For the user, all of this collapses into a short wait after clicking Share: capture, offer, answer, ICE, DTLS-SRTP, first frame. When the direct path works, there is no Linkside media server in the middle of the screen stream. When the direct path does not work, the relay path keeps the session possible while still carrying encrypted media.
What happens when direct connection fails
ICE does not always find a direct route. Restrictive networks, corporate firewalls, VPNs, and double NAT setups can block the path the browsers would otherwise use. When that happens, WebRTC can use relayed candidates: packets routed through a TURN server.
The encryption property that matters is unchanged: the relay forwards encrypted WebRTC media packets and does not hold the browser-managed media keys. The tradeoff is operational. Relay traffic costs more to run and usually adds another network hop.

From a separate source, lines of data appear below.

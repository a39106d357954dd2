//! Pure projection of raw case records into display summaries.
//!
//! No I/O and no side effects in [`project`]; the only async entry point is
//! the best-effort assignee enrichment, which is a presentation concern and
//! deliberately swallows lookup failures.

use serde::Serialize;
use serde_json::Value;
use time::{
    OffsetDateTime, PrimitiveDateTime, format_description::BorrowedFormatItem,
    format_description::well_known::Rfc3339, macros::format_description,
};

use crate::lookup::{CaseLookup, types::CaseRecord};

/// Shown when a record carries no applicant name at all.
pub const GENERIC_APPLICANT_LABEL: &str = "Applicant";

/// Ordered extraction rules for the country: metadata keys first (in this
/// order), then the record's direct fields.
const METADATA_COUNTRY_KEYS: [&str; 4] = [
    "country",
    "applicant_country",
    "business_country",
    "country_of_registration",
];

const SHORT_DATE: &[BorrowedFormatItem<'static>] =
    format_description!("[day padding:none] [month repr:short] [year]");
const NAIVE_TIMESTAMP: &[BorrowedFormatItem<'static>] =
    format_description!("[year]-[month]-[day]T[hour]:[minute]:[second]");

/// Semantic color bucket for a status badge. Derived from the *raw* backend
/// status, before the display transform.
#[derive(Debug, Clone, Copy, PartialEq, Eq, Serialize)]
#[serde(rename_all = "snake_case")]
pub enum StatusColor {
    Success,
    Info,
    Danger,
    Warning,
}

/// Normalized application summary for the dashboard.
#[derive(Debug, Clone, PartialEq, Eq, Serialize)]
pub struct CaseSummary {
    pub id: String,
    pub name: String,
    pub case_type: String,
    pub status: String,
    pub status_color: StatusColor,
    pub country: String,
    pub created_at: String,
    pub updated_at: String,
    pub completion_percentage: u8,
    pub risk_level: String,
    pub assigned_to: String,
    pub assigned_to_name: String,
}

pub fn project(record: &CaseRecord) -> CaseSummary {
    let raw_status = record.status.as_deref().unwrap_or("");
    CaseSummary {
        id: record.case_id.clone(),
        name: applicant_name(record),
        case_type: record.case_type.clone().unwrap_or_default(),
        status: raw_status.replace('_', " ").to_uppercase(),
        status_color: status_color(raw_status),
        country: resolve_country(record),
        created_at: format_short_date(record.created_at.as_deref()),
        updated_at: format_short_date(record.updated_at.as_deref()),
        completion_percentage: completion(record.progress_percentage),
        risk_level: record.risk_level.clone().unwrap_or_default(),
        assigned_to: record.assigned_to.clone().unwrap_or_default(),
        assigned_to_name: record.assigned_to_name.clone().unwrap_or_default(),
    }
}

pub fn status_color(raw_status: &str) -> StatusColor {
    let folded = raw_status.trim().to_lowercase();
    if folded == "approved" {
        StatusColor::Success
    } else if folded.contains("review") {
        StatusColor::Info
    } else if folded == "rejected" {
        StatusColor::Danger
    } else {
        StatusColor::Warning
    }
}

fn applicant_name(record: &CaseRecord) -> String {
    let first = record.applicant_first_name.as_deref().unwrap_or("").trim();
    let last = record.applicant_last_name.as_deref().unwrap_or("").trim();
    let joined = [first, last]
        .iter()
        .filter(|part| !part.is_empty())
        .copied()
        .collect::<Vec<_>>()
        .join(" ");
    if joined.is_empty() {
        GENERIC_APPLICANT_LABEL.to_string()
    } else {
        joined
    }
}

fn resolve_country(record: &CaseRecord) -> String {
    if let Some(found) = record.metadata.as_ref().and_then(metadata_country) {
        return found;
    }
    for direct in [record.country.as_deref(), record.applicant_country.as_deref()] {
        if let Some(value) = direct.map(str::trim).filter(|value| !value.is_empty()) {
            return value.to_string();
        }
    }
    String::new()
}

/// The metadata blob arrives either pre-parsed or as a JSON-encoded string.
/// Parse failures count as "no metadata".
fn metadata_country(metadata: &Value) -> Option<String> {
    let parsed: Value;
    let object = match metadata {
        Value::String(raw) => {
            parsed = serde_json::from_str(raw).ok()?;
            &parsed
        }
        other => other,
    };
    let map = object.as_object()?;
    METADATA_COUNTRY_KEYS.iter().find_map(|key| {
        map.get(*key)
            .and_then(Value::as_str)
            .map(str::trim)
            .filter(|value| !value.is_empty())
            .map(ToString::to_string)
    })
}

fn completion(progress: Option<f64>) -> u8 {
    progress.unwrap_or(0.0).round().clamp(0.0, 100.0) as u8
}

/// Short display date, empty for absent or unparseable timestamps. The
/// embedding UI re-formats for locale; the core never emits an
/// "Invalid Date" artifact.
fn format_short_date(raw: Option<&str>) -> String {
    let Some(raw) = raw.map(str::trim).filter(|raw| !raw.is_empty()) else {
        return String::new();
    };
    parse_timestamp(raw)
        .and_then(|timestamp| timestamp.format(&SHORT_DATE).ok())
        .unwrap_or_default()
}

fn parse_timestamp(raw: &str) -> Option<OffsetDateTime> {
    if let Ok(timestamp) = OffsetDateTime::parse(raw, &Rfc3339) {
        return Some(timestamp);
    }
    PrimitiveDateTime::parse(raw, NAIVE_TIMESTAMP)
        .ok()
        .map(PrimitiveDateTime::assume_utc)
}

/// Fills a missing handler display name from the profile service. Best
/// effort: any lookup failure leaves the summary untouched.
pub async fn enrich_assignee(summary: &mut CaseSummary, lookup: &dyn CaseLookup) {
    if summary.assigned_to.is_empty() || !summary.assigned_to_name.is_empty() {
        return;
    }
    match lookup.profile_by_id(&summary.assigned_to).await {
        Ok(profile) => {
            let name = profile.display_name();
            if !name.is_empty() {
                summary.assigned_to_name = name;
            }
        }
        Err(err) => {
            tracing::debug!(
                target: "projection",
                assigned_to = %summary.assigned_to,
                error = %err,
                "assignee_profile_unavailable"
            );
        }
    }
}
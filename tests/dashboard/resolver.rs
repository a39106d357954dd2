use std::sync::Arc;

use caseline::{
    identity::derive_identity,
    lookup::error::{LookupErrorKind, internal_error, not_found, service_unavailable},
};

use crate::support::{Call, MockLookup, owned_case, resolver_over};

#[tokio::test]
async fn given_case_id_when_read_model_has_it_then_record_is_returned_unfiltered() {
    let lookup = Arc::new(MockLookup::new());
    // Direct id lookup is trusted even when the applicant email differs.
    lookup.push_by_id(Ok(owned_case("case-7", "someone-else@example.com")));
    let resolver = resolver_over(&lookup);

    let resolved = resolver
        .resolve_case(Some("case-7"), Some("a@b.com"))
        .await
        .expect("resolution should succeed");

    assert_eq!(resolved.expect("record expected").case_id, "case-7");
    assert_eq!(lookup.calls(), vec![Call::ById("case-7".to_string())]);
}

#[tokio::test]
async fn given_id_miss_when_email_search_matches_then_search_result_is_returned() {
    let lookup = Arc::new(MockLookup::new());
    lookup.push_by_id(Err(not_found("projection lag")));
    lookup.push_search(Ok(vec![owned_case("case-9", "a@b.com")]));
    let resolver = resolver_over(&lookup);

    let resolved = resolver
        .resolve_case(Some("case-9"), Some("a@b.com"))
        .await
        .expect("resolution should succeed");

    assert_eq!(resolved.expect("record expected").case_id, "case-9");
    let calls = lookup.calls();
    assert!(matches!(calls[0], Call::ById(_)));
    assert!(matches!(calls[1], Call::Search { .. }));
}

#[tokio::test]
async fn given_empty_search_when_case_store_matches_then_fallback_record_is_returned() {
    let lookup = Arc::new(MockLookup::new());
    lookup.push_search(Ok(Vec::new()));
    lookup.push_recent(Ok(vec![
        owned_case("case-other", "other@b.com"),
        owned_case("case-mine", "a@b.com"),
    ]));
    let resolver = resolver_over(&lookup);

    let resolved = resolver
        .resolve_case(None, Some("a@b.com"))
        .await
        .expect("resolution should succeed");

    assert_eq!(resolved.expect("record expected").case_id, "case-mine");
}

#[tokio::test]
async fn given_read_model_unavailable_when_resolving_then_case_store_is_still_tried() {
    let lookup = Arc::new(MockLookup::new());
    lookup.push_search(Err(service_unavailable("read model down")));
    lookup.push_recent(Ok(vec![owned_case("case-mine", "a@b.com")]));
    let resolver = resolver_over(&lookup);

    let resolved = resolver
        .resolve_case(None, Some("a@b.com"))
        .await
        .expect("infrastructure lag must not abort resolution");

    assert_eq!(resolved.expect("record expected").case_id, "case-mine");
    assert!(lookup.calls().contains(&Call::Recent));
}

#[tokio::test]
async fn given_every_path_empty_when_resolving_then_none_is_returned() {
    let lookup = Arc::new(MockLookup::new());
    let resolver = resolver_over(&lookup);

    let resolved = resolver
        .resolve_case(None, Some("a@b.com"))
        .await
        .expect("empty paths are not an error");

    assert!(resolved.is_none());
}

#[tokio::test]
async fn given_matching_partner_token_when_searching_then_record_is_owned() {
    let lookup = Arc::new(MockLookup::new());
    let mut record = owned_case("case-1", "a@b.com");
    record.partner_id = Some(derive_identity("a@b.com"));
    lookup.push_search(Ok(vec![record]));
    let resolver = resolver_over(&lookup);

    // Caller email differs only in case; the derived tokens agree.
    let resolved = resolver
        .resolve_case(None, Some("A@B.com"))
        .await
        .expect("resolution should succeed");

    assert_eq!(resolved.expect("record expected").case_id, "case-1");
}

#[tokio::test]
async fn given_foreign_partner_id_when_searching_then_record_is_not_owned() {
    let lookup = Arc::new(MockLookup::new());
    let mut record = owned_case("case-1", "a@b.com");
    record.partner_id = Some("another-partner".to_string());
    lookup.push_search(Ok(vec![record]));
    let resolver = resolver_over(&lookup);

    let resolved = resolver
        .resolve_case(None, Some("a@b.com"))
        .await
        .expect("resolution should succeed");

    assert!(resolved.is_none(), "foreign partner record must be filtered");
}

#[tokio::test]
async fn given_no_email_and_no_id_when_resolving_then_no_backend_is_called() {
    let lookup = Arc::new(MockLookup::new());
    let resolver = resolver_over(&lookup);

    let resolved = resolver
        .resolve_case(None, None)
        .await
        .expect("nothing to resolve is not an error");

    assert!(resolved.is_none());
    assert!(lookup.calls().is_empty());
}

#[tokio::test]
async fn given_unexpected_error_when_resolving_then_it_propagates() {
    let lookup = Arc::new(MockLookup::new());
    lookup.push_search(Err(internal_error("backend exploded")));
    let resolver = resolver_over(&lookup);

    let err = resolver
        .resolve_case(None, Some("a@b.com"))
        .await
        .expect_err("unexpected errors must not be absorbed");

    assert_eq!(err.kind, LookupErrorKind::Internal);
}

#[tokio::test]
async fn given_search_result_order_when_filtering_then_first_owned_record_wins() {
    let lookup = Arc::new(MockLookup::new());
    lookup.push_search(Ok(vec![
        owned_case("case-first", "a@b.com"),
        owned_case("case-second", "a@b.com"),
    ]));
    let resolver = resolver_over(&lookup);

    let resolved = resolver
        .resolve_case(None, Some("a@b.com"))
        .await
        .expect("resolution should succeed");

    assert_eq!(resolved.expect("record expected").case_id, "case-first");
}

In Linkside, a free room that needs relay gets a 5-minute relay trial. A license unlocks unlimited relay use. For more detail on the network pieces, see STUN vs TURN explained.
Where each piece lives in Linkside
Mapped to the browser APIs and Linkside pieces:
- Display capture — the browser’s
getDisplayMediaAPI, called once when the host clicks Share. - Peer connection management — one
RTCPeerConnectionper remote viewer, with the host’s display tracks added to it. - ICE server configuration — Google and Cloudflare STUN endpoints by default, plus TURN servers when relay credentials are available.
- Signaling client — the browser connection to Linkside’s signaling service, used for SDP offers, SDP answers, ICE candidates, and room control messages.
- Signaling service — the Linkside service that manages live room state and forwards setup messages between participants.
With multiple viewers, the host repeats the WebRTC setup per viewer. Each viewer gets a peer connection with its own offer, answer, ICE checks, and encrypted media path.
What Linkside can and cannot see
This is the trust boundary in plain English:
- Linkside’s signaling service can observe that a room exists, roughly when guests join, and how long the live session lasts.
- If TURN relay is needed, the relay handles encrypted packets and IP-level routing.
- Neither the signaling service nor the relay sees the screen contents.
- Linkside does not record sessions, keep persistent chat logs, or require an account.
- Rooms are temporary and disappear when the session lifecycle ends.
That does not make a screen share magic. Viewers can still see whatever you choose to share. What Linkside controls is narrower: it does not build recording, transcription, account history, or server-side media inspection into the product.
The shape of the handshake
Once you have seen it once, the WebRTC handshake stops looking like a black box. Two browsers use a signaling channel for setup, then WebRTC carries encrypted media over the best path ICE can find. Linkside’s job is to keep the setup short, keep rooms temporary, and stay out of the media path whenever the network allows it.
If you want to watch this happen, open Chrome DevTools’ chrome://webrtc-internals page during a Linkside session. You’ll see the offer, the answer, the candidate pairs, and which one ICE selected. It’s the most concrete way to learn the protocol.